マドリードで就職活動をしているホセは何度も面接を受けたが、正社員の仕事を得ることができなかった。親族や知人のツテがないと就職のチャンスが限られると彼は感じている。
失業者の生活と日常の過ごし方
失業者は街の華やかな風景に溶け込みながら、生活の糧を探し日々を過ごしている。観光地ではカフェやレストランでの臨時雇用、土産物店の短期アルバイト、清掃や配達の仕事などで収入を得ることが多い。地方では農作業や建設現場の臨時仕事を掛け持ちする者も少なくない。
アンダルシア州の小都市で失業者のカルロスは午前中は市場で野菜を売る手伝いをし、午後はホテルの掃除を手伝う生活を送っている。
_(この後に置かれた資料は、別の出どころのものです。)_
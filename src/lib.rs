//! Paginated, filterable search client for djolar-style listing endpoints.
//!
//! [`DjolarSearcher`] composes per-call [`SearchOption`]s with a persistent
//! baseline, tracks pagination state across calls, and delegates the network
//! call to a pluggable [`SearchExecutor`] ([`WebSearchExecutor`] over
//! `reqwest` by default). Success and failure hooks are registered on the
//! searcher and fired by the executor.
//!
//! ```no_run
//! use djolar_searcher::{DjolarSearcher, SearchError, SearchOption, SearcherConfig};
//! use serde_json::Value;
//!
//! async fn list_active_users(client: &reqwest::Client) -> Result<(), SearchError> {
//!     let searcher = DjolarSearcher::<Value>::new();
//!     searcher.configure(
//!         SearcherConfig::new()
//!             .baseline(SearchOption::new().list_url("https://example.com/api/users")),
//!     );
//!
//!     let resolves = searcher
//!         .search_with_pagination(
//!             client,
//!             SearchOption::new().filter("status", "status__eq__active"),
//!         )
//!         .await?;
//!
//!     println!("{} matching rows", resolves.response.count);
//!     Ok(())
//! }
//! ```

pub mod error;
pub mod executor;
pub mod filter;
pub mod option;
pub mod pagination;
pub mod searcher;

pub use error::SearchError;
pub use executor::{SearchExecutor, WebSearchExecutor};
pub use filter::FilterField;
pub use option::{CastFunc, ResolvedSearchOption, SearchOption};
pub use pagination::{PaginationUpdate, SearcherPagination, SortBy, DEFAULT_ROWS_PER_PAGE};
pub use searcher::{
    DjolarSearcher, FailHook, Hook, SearcherConfig, SearcherResolves, SearcherResponse,
    SuccessHook,
};
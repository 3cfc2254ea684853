//! Shared fixtures for searcher integration tests.

use std::sync::{Arc, Mutex};

use async_trait::async_trait;
use djolar_searcher::{
    DjolarSearcher, ResolvedSearchOption, SearchError, SearchExecutor, SearcherResolves,
    SearcherResponse,
};
use serde_json::Value;

/// Transport stand-in; the mock executor never touches the network.
#[derive(Debug, Default, Clone)]
pub struct NullTransport;

/// Scripted executor: returns canned rows and a canned count (or a canned
/// failure), records every resolved option it receives, and honors the hook
/// calling convention.
pub struct MockExecutor {
    count: u64,
    rows: Vec<Value>,
    fail: bool,
    pub seen: Mutex<Vec<ResolvedSearchOption<Value>>>,
}

impl MockExecutor {
    pub fn returning(count: u64, rows: Vec<Value>) -> Arc<Self> {
        Arc::new(Self {
            count,
            rows,
            fail: false,
            seen: Mutex::new(Vec::new()),
        })
    }

    pub fn failing() -> Arc<Self> {
        Arc::new(Self {
            count: 0,
            rows: Vec::new(),
            fail: true,
            seen: Mutex::new(Vec::new()),
        })
    }
}

#[async_trait]
impl SearchExecutor<Value, NullTransport> for MockExecutor {
    async fn execute(
        &self,
        searcher: &DjolarSearcher<Value, NullTransport>,
        _transport: &NullTransport,
        option: ResolvedSearchOption<Value>,
    ) -> Result<SearcherResolves<Value>, SearchError> {
        self.seen.lock().unwrap().push(option.clone());

        if self.fail {
            let err = SearchError::Api {
                status: 500,
                body: "mock failure".to_string(),
            };
            searcher.notify_fail(&err);
            return Err(err);
        }

        let resolves = SearcherResolves {
            response: SearcherResponse {
                result: (option.cast_func)(self.rows.clone()),
                count: self.count,
                msg: None,
            },
            raw: None,
        };
        searcher.notify_success(&resolves);
        Ok(resolves)
    }
}

/// A searcher driven by the given mock executor.
pub fn searcher_with(executor: Arc<MockExecutor>) -> DjolarSearcher<Value, NullTransport> {
    DjolarSearcher::with_executor(executor)
}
収入は不安定だが都市を転々としながら生活費を稼ぐしか方法がない。
働いていない時間には友人や家族と過ごしたり、地域の文化活動に参加したり、無料の講座や公園で過ごすこともある。日常生活は節約や共同生活を基本にしながら、ネットカフェで仕事探しをしたり、自治体の支援プログラムに参加する者もいる。
ベーシックインカムの現状と社会への影響
スペインは2020年にIngreso Mínimo Vitalを開始し低所得世帯に支援を行うようになった。最大で月額約1,000ユーロが支給される制度で、生活困窮者や長期失業者の直接支援を目的としている。
2025年10月現在、IMVは約2,300,000人に支給されており、支給額は世帯構成や収入に応じ平均571ユーロとなっている。特に子どもを持つ家庭や一人親世帯に効果が大きく、貧困リスクの高い世帯を支えている。しかし申請手続きは複雑で条件も厳しく、すべての失業者が受け取れるわけではない。
IMVの導入により貧困層への直接支援は向上したが、若年層や移民層の貧困、就職機会の格差、地方の貧困は依然として解決されていない。制度は生活の支えになる一方で、根本的な雇用の不安定さや親族採用文化の問題は残されている。
観光客に見えないスペインの現実
観光地で笑顔を振りまく人々の裏には、将来に不安を抱えながら日々を送る人々の存在がある。バルセロナのカフェで働く若者も冬季には別都市に移動してアルバイトを探す。セビリアの街角で演奏する音楽家も昼間は別の仕事を掛け持ちして生活費を稼いでいる場合が多い。
文化は豊かで音楽、舞踊、建築、祭りが日常に根付いているが観光資源として切り取られ、美化されることが多い。観光客は華やかな祭りやフラメンコのショーを楽しむが、地元住民は経済的困難と向き合いながら文化活動を維持している。
観光の光と社会の影が映すもう一つのスペイン
スペインは世界に誇る観光大国であり観光客の目には華やかな街並みと楽しげな人々しか映らない。しかし高い失業率、不安定な雇用、親族採用文化、地方格差、移民労働者の厳しい現実、試行段階のベーシックインカムが存在する。IMV導入で一部の貧困世帯は支援を受けて生活が改善したが、依然として社会全体の格差や雇用不安は解消されていない。
観光客が見えない現実を理解することはスペインを深く知ることにつながる。表面的な観光地の美しさだけでなく街の裏側に目を向けることで、失業者たちの生活の実態や社会保障制度の現状を感じることができる。